It is unchangeable, and in a certain sense, it is `out there`
still. Our present knowledge of it may come from our records, our
memory traces, and from our deductions from them, but we do not
tend to doubt the actually of the past.
Even our entire grammar pays tribute to this error with its
equally-weighted division of time into past, present and future. A
physical theory of time may not, however, argue on the basis of
grammar but must relate to empiric phenomena.

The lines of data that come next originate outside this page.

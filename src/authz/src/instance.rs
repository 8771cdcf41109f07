//! Validated policy attachment and cross-store administration
//!
//! The stores keep records; this layer enforces the rules that span
//! them: a policy must exist and be visible from the owner's
//! organization before it can be attached, deleting a policy detaches
//! every instance first, and organization creation can bootstrap a
//! default admin.

use crate::directory::{DirectoryStore, OwnedInstance, Owner, OwnerKind, PolicyInstance};
use crate::error::{AuthzError, Result};
use crate::policy::{Effect, Policy, PolicyRef, PolicyStore, Statement};
use crate::template::TemplateResolver;
use chrono::Utc;
use std::collections::BTreeSet;
use std::sync::Arc;
use tracing::{debug, info};
use uuid::Uuid;
use warden_core::{Organization, OrganizationId, User};

/// Admin user bootstrapped together with a new organization
#[derive(Debug, Clone)]
pub struct AdminUserSpec {
    /// Caller-assigned id; generated when `None`
    pub id: Option<String>,
    /// Display name
    pub name: String,
}

/// Name given to the bootstrapped full-access policy
const DEFAULT_ADMIN_POLICY_NAME: &str = "Default Admin Policy";

/// Coordinates the directory and policy stores for attachment rules
pub struct InstanceManager {
    directory: Arc<dyn DirectoryStore>,
    policies: Arc<dyn PolicyStore>,
    resolver: TemplateResolver,
}

impl InstanceManager {
    /// Create a manager over the two stores
    pub fn new(directory: Arc<dyn DirectoryStore>, policies: Arc<dyn PolicyStore>) -> Self {
        Self {
            directory,
            policies,
            resolver: TemplateResolver::new(),
        }
    }

    /// Organization the owner entity belongs to
    ///
    /// `NotFound` when the entity does not exist.
    async fn owner_organization(&self, owner: &Owner) -> Result<OrganizationId> {
        match owner.kind {
            OwnerKind::Organization => {
                self.directory
                    .get_organization(&owner.id)
                    .await?
                    .ok_or_else(|| AuthzError::not_found(format!("organization '{}'", owner.id)))?;
                Ok(owner.id.clone())
            }
            OwnerKind::Team => {
                let team = self
                    .directory
                    .get_team(&owner.id)
                    .await?
                    .ok_or_else(|| AuthzError::not_found(format!("team '{}'", owner.id)))?;
                Ok(team.organization_id)
            }
            OwnerKind::User => {
                let user = self
                    .directory
                    .get_user(&owner.id)
                    .await?
                    .ok_or_else(|| AuthzError::not_found(format!("user '{}'", owner.id)))?;
                Ok(user.organization_id)
            }
        }
    }

    /// Turn policy references into instances, enforcing visibility
    ///
    /// Every referenced policy must exist and be either shared or
    /// scoped to the owner's organization. A fresh instance id is
    /// minted per reference, repeated policy ids included.
    async fn materialize(&self, organization_id: &str, refs: &[PolicyRef]) -> Result<Vec<PolicyInstance>> {
        let mut instances = Vec::with_capacity(refs.len());
        for policy_ref in refs {
            let policy_id = policy_ref.policy_id();
            let policy = self
                .policies
                .get(policy_id)
                .await?
                .filter(|p| p.visible_to(organization_id))
                .ok_or_else(|| AuthzError::not_found(format!("policy '{}'", policy_id)))?;

            instances.push(PolicyInstance {
                policy_id: policy.id,
                instance: Uuid::new_v4().to_string(),
                variables: policy_ref.variables(),
            });
        }
        Ok(instances)
    }

    /// Attach policies to an owner, appending to existing instances
    pub async fn add_instances(
        &self,
        owner: &Owner,
        refs: &[PolicyRef],
    ) -> Result<Vec<PolicyInstance>> {
        let organization_id = self.owner_organization(owner).await?;
        let instances = self.materialize(&organization_id, refs).await?;

        debug!(owner = %owner, count = instances.len(), "attaching policy instances");
        self.directory.add_instances(owner, instances.clone()).await?;
        Ok(instances)
    }

    /// Replace an owner's attachments; an empty list clears them all
    pub async fn replace_instances(
        &self,
        owner: &Owner,
        refs: &[PolicyRef],
    ) -> Result<Vec<PolicyInstance>> {
        let organization_id = self.owner_organization(owner).await?;
        let instances = self.materialize(&organization_id, refs).await?;

        debug!(owner = %owner, count = instances.len(), "replacing policy instances");
        self.directory
            .replace_instances(owner, instances.clone())
            .await?;
        Ok(instances)
    }

    /// Detach a policy from an owner
    ///
    /// With an instance id, exactly that instance; without, every
    /// instance of the policy. Detaching nothing is not an error.
    pub async fn delete_instance(
        &self,
        owner: &Owner,
        policy_id: &str,
        instance_id: Option<&str>,
    ) -> Result<u64> {
        self.directory
            .delete_instances(owner, policy_id, instance_id)
            .await
    }

    /// List an owner's attachments in creation order
    pub async fn list_instances(&self, owner: &Owner) -> Result<Vec<PolicyInstance>> {
        self.directory.list_instances(owner).await
    }

    /// Every attachment of a policy across all owners
    pub async fn policy_instances(&self, policy_id: &str) -> Result<Vec<OwnedInstance>> {
        self.require_policy(policy_id).await?;
        self.directory.instances_of(policy_id).await
    }

    /// Distinct `${name}` placeholders used by a policy's statements
    pub async fn policy_variables(&self, policy_id: &str) -> Result<BTreeSet<String>> {
        let policy = self.require_policy(policy_id).await?;
        Ok(self.resolver.variable_names(&policy.statements))
    }

    /// Delete a policy, detaching every instance of it first
    pub async fn delete_policy(&self, policy_id: &str) -> Result<()> {
        self.require_policy(policy_id).await?;

        let detached = self.directory.detach_policy(policy_id).await?;
        info!(policy_id, detached, "deleting policy");
        self.policies.delete(policy_id).await
    }

    /// Create an organization, optionally bootstrapping an admin user
    /// holding a full-access policy scoped to the new organization
    pub async fn create_organization(
        &self,
        organization: Organization,
        admin: Option<AdminUserSpec>,
    ) -> Result<(Organization, Option<User>)> {
        let organization = self.directory.create_organization(organization).await?;

        let Some(spec) = admin else {
            return Ok((organization, None));
        };

        let user = self
            .directory
            .create_user(User {
                id: spec.id.unwrap_or_default(),
                organization_id: organization.id.clone(),
                name: spec.name,
                teams: vec![],
                metadata: Default::default(),
                created_at: Utc::now(),
            })
            .await?;

        let policy = Policy {
            id: Uuid::new_v4().to_string(),
            organization_id: Some(organization.id.clone()),
            name: DEFAULT_ADMIN_POLICY_NAME.to_string(),
            version: "1".to_string(),
            statements: vec![Statement {
                effect: Effect::Allow,
                actions: vec!["*".to_string()],
                resources: vec!["*".to_string()],
                sid: None,
            }],
            created_at: Utc::now(),
        };
        self.policies.create(policy.clone()).await?;
        self.add_instances(&Owner::user(user.id.clone()), &[PolicyRef::Id(policy.id)])
            .await?;

        info!(organization_id = %organization.id, admin = %user.id, "bootstrapped organization admin");
        Ok((organization, Some(user)))
    }

    async fn require_policy(&self, policy_id: &str) -> Result<Policy> {
        self.policies
            .get(policy_id)
            .await?
            .ok_or_else(|| AuthzError::not_found(format!("policy '{}'", policy_id)))
    }
}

Such a phenomenon are the annual rings of a tree:
The annual rings of a tree grow in the present and
document the hierarchical order of time.
The annual rings of a tree are a historic document of the weather
of past years (thick rings testify to fruitful years, thin annual
rings testify to lean years). Trees grow exclusively in the
present. Although the annual rings thus document the past, they
“come” to a certain extent not from the “past”
but solely from the present.
Past events do not occur, rather only
present events occur, and the past is only a result of this in the
present (to wit, as a present-day document).
It is exactly the same with all documents from the past. They are
all the present. We in fact know no past at all “outside”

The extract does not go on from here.